Nothing but a number should be given: how many lines in the listing contain the word "AssignDefault".

[Opening EXCERPTED DATA section]

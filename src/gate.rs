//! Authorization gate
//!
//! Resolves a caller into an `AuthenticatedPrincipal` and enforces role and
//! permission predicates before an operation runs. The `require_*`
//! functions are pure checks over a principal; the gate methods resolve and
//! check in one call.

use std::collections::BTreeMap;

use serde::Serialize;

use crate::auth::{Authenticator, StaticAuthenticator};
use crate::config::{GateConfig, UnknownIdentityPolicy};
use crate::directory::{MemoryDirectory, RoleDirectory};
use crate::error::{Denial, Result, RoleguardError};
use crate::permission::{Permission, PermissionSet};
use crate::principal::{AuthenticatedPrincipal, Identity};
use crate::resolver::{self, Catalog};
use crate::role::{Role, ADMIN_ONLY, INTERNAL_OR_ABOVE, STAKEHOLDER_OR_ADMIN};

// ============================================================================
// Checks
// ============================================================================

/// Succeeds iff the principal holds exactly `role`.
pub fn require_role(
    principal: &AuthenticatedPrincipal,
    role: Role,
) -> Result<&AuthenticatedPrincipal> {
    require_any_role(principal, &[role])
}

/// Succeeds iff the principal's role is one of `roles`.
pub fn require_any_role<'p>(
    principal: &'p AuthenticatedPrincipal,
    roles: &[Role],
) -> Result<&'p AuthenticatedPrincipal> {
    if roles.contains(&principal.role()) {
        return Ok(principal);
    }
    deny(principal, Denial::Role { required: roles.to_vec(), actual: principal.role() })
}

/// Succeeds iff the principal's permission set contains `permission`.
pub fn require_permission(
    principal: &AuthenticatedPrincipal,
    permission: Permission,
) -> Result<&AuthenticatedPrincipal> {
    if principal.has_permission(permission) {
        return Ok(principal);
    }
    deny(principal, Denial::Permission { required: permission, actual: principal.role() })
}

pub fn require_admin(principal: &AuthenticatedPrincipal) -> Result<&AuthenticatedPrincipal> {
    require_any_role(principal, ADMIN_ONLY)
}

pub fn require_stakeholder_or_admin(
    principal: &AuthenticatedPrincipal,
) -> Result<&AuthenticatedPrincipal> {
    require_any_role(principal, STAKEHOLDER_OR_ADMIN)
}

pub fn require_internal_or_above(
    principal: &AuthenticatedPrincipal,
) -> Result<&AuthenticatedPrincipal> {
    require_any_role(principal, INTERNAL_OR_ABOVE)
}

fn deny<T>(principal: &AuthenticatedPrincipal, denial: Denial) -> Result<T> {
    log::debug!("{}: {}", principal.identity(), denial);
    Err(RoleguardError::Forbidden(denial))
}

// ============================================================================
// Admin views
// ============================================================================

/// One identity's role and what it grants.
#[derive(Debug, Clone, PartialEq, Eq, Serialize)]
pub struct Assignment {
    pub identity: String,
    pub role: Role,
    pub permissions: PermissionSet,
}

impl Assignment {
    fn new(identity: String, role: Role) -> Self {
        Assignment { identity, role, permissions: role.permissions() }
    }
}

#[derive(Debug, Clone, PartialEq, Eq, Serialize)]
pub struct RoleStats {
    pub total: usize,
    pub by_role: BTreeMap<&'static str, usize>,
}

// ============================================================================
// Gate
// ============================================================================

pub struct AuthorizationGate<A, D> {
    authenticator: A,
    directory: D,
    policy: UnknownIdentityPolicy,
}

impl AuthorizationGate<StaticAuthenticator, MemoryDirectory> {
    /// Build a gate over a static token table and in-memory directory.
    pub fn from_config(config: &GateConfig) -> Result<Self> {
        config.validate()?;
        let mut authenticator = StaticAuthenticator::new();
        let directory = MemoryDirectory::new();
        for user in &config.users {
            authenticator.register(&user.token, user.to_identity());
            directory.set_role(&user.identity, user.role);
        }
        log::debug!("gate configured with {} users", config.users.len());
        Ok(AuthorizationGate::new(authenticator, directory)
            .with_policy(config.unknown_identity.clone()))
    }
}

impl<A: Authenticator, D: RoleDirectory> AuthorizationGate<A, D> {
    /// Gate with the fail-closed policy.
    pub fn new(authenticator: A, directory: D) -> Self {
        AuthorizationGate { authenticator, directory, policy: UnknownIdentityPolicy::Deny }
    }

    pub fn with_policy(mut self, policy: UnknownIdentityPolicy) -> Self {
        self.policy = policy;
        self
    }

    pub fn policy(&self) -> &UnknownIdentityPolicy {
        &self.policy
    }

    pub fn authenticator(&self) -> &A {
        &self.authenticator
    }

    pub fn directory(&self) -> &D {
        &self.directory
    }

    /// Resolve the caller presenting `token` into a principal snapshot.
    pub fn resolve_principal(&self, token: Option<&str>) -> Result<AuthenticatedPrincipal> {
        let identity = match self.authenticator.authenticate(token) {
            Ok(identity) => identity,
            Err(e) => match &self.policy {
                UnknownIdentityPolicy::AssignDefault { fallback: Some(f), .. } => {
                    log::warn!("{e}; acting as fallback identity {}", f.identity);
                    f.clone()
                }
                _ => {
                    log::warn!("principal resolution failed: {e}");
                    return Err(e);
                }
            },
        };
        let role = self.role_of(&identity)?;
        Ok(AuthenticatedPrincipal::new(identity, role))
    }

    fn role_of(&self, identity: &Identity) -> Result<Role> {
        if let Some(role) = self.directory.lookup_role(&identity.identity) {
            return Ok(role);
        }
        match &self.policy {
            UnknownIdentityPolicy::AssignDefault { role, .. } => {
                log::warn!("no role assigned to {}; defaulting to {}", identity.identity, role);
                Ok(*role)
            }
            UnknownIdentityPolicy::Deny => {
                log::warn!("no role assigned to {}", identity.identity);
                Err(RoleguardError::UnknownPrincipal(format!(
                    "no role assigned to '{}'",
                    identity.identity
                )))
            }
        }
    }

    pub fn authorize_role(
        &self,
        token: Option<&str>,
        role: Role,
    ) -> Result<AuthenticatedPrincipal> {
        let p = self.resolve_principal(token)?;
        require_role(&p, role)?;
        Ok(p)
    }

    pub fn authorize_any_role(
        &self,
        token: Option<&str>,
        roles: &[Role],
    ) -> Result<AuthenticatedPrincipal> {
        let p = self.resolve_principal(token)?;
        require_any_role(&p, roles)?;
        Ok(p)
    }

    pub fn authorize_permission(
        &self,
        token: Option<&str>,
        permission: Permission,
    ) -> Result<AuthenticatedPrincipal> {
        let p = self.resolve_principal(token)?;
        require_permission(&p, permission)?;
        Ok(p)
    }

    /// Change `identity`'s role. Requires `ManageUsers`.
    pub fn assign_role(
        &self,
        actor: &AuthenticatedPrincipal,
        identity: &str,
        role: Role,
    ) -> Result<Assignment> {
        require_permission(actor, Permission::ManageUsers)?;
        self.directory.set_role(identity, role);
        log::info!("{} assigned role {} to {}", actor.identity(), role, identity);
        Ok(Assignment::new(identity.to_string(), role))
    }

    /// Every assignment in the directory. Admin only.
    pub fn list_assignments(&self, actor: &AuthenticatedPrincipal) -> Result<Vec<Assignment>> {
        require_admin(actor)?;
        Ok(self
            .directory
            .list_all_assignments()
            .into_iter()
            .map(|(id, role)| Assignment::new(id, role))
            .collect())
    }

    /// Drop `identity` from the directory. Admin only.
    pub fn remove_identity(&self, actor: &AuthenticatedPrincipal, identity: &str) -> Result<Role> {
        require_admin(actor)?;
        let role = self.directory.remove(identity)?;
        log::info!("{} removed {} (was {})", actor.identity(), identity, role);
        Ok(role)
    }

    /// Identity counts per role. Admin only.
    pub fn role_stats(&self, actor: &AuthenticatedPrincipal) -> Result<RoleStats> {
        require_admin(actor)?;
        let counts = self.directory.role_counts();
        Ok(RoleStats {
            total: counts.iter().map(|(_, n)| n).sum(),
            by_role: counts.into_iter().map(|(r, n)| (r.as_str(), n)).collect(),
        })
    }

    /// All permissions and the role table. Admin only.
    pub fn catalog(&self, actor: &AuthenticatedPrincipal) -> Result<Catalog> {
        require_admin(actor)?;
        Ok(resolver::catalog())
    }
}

[Closing EXCERPTED DATA section]

● **RESULT**
2